● Exercise brief
Filter the listing below, copying every line in which the word "content" appears.

● Exercise data
==================================================

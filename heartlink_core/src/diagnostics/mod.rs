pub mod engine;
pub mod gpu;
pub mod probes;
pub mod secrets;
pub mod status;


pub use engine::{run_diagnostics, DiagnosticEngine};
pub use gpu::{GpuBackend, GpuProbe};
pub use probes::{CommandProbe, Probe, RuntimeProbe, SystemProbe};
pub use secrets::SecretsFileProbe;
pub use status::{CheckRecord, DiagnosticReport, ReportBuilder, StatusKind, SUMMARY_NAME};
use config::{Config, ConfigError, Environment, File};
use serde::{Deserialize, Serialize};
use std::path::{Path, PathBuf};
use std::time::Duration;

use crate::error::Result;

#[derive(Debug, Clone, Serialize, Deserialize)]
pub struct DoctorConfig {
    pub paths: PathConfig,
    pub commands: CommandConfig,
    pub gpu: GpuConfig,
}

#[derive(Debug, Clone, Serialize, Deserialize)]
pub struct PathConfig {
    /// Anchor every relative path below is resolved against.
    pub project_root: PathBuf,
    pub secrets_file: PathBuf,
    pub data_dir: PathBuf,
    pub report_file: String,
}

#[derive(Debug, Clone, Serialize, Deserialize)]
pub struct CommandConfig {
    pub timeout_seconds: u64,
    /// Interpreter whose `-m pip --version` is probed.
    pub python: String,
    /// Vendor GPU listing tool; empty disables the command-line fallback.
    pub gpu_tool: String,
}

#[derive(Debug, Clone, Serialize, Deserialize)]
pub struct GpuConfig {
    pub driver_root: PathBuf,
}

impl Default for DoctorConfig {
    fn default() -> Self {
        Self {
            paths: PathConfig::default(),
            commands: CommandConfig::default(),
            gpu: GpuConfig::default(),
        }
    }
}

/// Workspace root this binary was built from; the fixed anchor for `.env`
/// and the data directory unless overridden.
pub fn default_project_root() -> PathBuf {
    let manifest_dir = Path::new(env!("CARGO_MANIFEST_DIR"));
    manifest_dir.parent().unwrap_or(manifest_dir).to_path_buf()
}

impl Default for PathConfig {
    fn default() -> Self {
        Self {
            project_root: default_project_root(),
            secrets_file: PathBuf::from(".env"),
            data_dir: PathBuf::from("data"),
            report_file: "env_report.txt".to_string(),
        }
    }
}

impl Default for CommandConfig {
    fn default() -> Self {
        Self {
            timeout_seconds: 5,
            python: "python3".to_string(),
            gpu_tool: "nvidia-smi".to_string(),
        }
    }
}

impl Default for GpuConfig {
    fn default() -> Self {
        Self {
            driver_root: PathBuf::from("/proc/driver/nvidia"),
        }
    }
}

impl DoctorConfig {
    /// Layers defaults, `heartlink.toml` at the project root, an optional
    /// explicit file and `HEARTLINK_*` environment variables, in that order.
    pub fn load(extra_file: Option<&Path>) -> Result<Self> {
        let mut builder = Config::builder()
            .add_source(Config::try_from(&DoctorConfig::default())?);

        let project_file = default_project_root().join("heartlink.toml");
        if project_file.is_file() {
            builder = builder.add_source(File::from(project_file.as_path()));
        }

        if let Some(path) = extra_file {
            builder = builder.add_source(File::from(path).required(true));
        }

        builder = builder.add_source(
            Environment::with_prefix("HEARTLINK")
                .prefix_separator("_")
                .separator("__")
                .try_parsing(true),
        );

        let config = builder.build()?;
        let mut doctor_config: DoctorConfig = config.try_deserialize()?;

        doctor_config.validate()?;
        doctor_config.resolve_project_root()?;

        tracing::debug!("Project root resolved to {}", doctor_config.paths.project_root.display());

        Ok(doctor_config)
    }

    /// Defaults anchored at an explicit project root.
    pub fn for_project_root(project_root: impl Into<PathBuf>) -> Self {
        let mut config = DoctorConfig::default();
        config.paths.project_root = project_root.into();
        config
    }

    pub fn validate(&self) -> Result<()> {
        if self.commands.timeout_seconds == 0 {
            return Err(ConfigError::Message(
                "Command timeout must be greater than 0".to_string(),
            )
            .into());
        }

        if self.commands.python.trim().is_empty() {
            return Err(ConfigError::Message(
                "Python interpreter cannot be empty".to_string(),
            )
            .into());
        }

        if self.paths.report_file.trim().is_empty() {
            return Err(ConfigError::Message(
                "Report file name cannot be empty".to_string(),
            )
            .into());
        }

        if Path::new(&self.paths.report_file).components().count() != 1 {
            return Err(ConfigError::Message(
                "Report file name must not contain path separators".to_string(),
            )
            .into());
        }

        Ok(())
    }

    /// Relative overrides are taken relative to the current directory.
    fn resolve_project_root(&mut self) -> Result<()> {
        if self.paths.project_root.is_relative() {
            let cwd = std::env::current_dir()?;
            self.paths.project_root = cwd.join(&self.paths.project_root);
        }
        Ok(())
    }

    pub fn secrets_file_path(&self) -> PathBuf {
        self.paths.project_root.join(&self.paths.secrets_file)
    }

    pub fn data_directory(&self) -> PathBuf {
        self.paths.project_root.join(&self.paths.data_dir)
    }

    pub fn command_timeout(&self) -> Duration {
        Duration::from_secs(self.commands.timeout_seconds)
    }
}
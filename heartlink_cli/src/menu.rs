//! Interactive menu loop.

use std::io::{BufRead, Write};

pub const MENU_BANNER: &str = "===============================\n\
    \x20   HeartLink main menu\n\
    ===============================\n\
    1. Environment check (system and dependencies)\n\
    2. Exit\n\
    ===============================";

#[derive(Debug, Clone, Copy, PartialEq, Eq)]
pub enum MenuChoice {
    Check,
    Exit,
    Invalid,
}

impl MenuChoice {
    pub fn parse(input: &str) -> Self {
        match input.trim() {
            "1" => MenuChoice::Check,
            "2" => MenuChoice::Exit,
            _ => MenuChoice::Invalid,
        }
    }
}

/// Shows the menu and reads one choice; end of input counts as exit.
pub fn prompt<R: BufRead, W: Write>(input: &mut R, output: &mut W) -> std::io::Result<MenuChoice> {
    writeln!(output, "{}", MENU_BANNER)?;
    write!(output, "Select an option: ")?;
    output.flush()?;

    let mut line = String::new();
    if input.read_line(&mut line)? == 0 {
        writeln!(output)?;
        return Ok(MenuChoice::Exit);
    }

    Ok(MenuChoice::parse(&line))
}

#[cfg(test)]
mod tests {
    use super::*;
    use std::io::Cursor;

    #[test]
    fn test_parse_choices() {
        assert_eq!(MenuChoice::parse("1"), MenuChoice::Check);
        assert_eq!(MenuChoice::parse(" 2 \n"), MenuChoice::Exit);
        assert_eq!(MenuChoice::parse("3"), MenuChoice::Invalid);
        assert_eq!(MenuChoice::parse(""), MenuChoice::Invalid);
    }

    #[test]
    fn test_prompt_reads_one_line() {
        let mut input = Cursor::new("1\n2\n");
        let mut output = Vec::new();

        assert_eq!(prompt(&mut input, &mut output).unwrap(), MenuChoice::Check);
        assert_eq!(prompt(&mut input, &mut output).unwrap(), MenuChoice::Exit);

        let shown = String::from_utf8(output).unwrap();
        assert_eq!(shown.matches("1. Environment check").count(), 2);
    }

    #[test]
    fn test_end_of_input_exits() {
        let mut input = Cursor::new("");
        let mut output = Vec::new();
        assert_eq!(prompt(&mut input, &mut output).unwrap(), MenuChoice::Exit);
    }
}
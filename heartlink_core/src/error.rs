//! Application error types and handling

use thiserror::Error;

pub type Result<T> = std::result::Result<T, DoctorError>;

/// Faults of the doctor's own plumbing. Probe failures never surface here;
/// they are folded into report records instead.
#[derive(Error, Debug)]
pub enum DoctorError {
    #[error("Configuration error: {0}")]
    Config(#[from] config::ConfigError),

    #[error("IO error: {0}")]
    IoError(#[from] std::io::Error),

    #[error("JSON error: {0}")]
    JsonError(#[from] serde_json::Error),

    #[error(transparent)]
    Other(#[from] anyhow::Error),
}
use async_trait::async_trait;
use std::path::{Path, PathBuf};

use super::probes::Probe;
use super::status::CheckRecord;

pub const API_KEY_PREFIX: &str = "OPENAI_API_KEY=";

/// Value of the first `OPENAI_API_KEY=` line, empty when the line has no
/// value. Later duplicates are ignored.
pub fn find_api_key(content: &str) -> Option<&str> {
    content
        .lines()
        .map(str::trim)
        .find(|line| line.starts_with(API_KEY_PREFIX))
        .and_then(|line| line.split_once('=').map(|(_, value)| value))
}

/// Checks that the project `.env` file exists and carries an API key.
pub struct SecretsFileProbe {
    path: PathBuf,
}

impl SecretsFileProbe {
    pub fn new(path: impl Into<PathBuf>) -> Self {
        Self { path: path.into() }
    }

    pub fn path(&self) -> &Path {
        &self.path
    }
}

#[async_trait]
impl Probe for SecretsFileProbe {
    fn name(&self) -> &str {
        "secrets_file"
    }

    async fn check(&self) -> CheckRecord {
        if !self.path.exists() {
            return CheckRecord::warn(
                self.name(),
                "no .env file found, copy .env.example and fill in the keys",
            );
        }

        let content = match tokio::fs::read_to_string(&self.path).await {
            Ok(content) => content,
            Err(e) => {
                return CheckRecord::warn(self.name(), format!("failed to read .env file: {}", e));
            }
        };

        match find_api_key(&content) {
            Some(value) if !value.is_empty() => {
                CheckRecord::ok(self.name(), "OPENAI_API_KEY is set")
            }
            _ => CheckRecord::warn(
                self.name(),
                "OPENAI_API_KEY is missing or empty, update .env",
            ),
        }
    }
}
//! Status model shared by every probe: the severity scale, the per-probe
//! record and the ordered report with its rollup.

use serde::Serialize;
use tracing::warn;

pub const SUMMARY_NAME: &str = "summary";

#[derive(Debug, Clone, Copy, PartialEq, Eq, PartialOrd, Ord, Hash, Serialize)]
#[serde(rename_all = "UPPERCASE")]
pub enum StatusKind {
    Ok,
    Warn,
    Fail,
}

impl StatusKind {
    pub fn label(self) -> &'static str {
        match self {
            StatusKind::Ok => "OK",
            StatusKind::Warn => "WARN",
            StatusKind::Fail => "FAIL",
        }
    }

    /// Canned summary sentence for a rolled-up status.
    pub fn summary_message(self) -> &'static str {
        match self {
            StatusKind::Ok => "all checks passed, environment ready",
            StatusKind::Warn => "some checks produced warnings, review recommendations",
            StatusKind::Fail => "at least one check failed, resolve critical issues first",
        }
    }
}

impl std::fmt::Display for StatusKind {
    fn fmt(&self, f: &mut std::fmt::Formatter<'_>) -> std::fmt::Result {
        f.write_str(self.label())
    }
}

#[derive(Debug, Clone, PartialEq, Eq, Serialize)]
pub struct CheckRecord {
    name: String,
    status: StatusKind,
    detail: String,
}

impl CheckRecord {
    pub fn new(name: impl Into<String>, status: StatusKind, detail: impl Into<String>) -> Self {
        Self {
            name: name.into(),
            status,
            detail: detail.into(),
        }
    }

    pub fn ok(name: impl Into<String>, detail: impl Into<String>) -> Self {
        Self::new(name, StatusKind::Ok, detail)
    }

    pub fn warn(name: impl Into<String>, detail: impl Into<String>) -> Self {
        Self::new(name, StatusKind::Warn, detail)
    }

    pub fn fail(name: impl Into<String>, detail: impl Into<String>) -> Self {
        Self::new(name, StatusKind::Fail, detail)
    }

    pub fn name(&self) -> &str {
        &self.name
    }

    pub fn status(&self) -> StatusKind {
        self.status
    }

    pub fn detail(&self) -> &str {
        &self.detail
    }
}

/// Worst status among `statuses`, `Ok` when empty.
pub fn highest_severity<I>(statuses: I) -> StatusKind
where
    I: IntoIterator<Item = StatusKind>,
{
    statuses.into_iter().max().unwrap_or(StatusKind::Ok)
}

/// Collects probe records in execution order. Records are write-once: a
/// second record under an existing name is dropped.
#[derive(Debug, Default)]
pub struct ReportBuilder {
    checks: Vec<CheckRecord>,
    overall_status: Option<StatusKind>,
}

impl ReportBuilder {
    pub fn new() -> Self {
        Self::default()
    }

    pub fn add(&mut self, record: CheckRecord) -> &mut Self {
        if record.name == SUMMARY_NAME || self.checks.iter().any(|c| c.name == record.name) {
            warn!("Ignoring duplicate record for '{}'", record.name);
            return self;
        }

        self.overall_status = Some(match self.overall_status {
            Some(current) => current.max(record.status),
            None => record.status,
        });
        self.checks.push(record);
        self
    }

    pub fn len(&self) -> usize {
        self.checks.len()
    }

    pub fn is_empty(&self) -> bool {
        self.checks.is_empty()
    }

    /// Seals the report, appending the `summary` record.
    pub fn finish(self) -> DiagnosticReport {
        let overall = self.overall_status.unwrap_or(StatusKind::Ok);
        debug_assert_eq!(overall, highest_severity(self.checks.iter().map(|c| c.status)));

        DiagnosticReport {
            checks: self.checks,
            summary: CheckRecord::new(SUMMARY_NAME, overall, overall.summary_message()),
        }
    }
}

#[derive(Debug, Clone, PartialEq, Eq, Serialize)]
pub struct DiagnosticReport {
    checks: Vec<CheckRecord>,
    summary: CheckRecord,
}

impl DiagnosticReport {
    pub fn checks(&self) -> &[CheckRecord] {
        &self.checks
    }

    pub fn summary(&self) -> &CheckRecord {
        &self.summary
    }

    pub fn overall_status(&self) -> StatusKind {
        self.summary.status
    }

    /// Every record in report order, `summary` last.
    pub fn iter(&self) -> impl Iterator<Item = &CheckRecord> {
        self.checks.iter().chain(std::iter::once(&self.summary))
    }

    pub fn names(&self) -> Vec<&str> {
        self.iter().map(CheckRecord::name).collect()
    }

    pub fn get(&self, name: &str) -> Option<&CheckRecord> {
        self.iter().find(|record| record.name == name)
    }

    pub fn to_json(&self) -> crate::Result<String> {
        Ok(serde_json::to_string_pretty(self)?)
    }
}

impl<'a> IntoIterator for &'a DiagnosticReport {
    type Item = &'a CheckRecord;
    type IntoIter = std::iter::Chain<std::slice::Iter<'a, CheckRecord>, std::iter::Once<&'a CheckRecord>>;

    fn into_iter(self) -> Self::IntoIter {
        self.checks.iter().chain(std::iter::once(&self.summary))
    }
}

==================================================

● Solution to this exercise
pub fn find_api_key(content: &str) -> Option<&str> {
    content
        let content = match tokio::fs::read_to_string(&self.path).await {
            Ok(content) => content,
        match find_api_key(&content) {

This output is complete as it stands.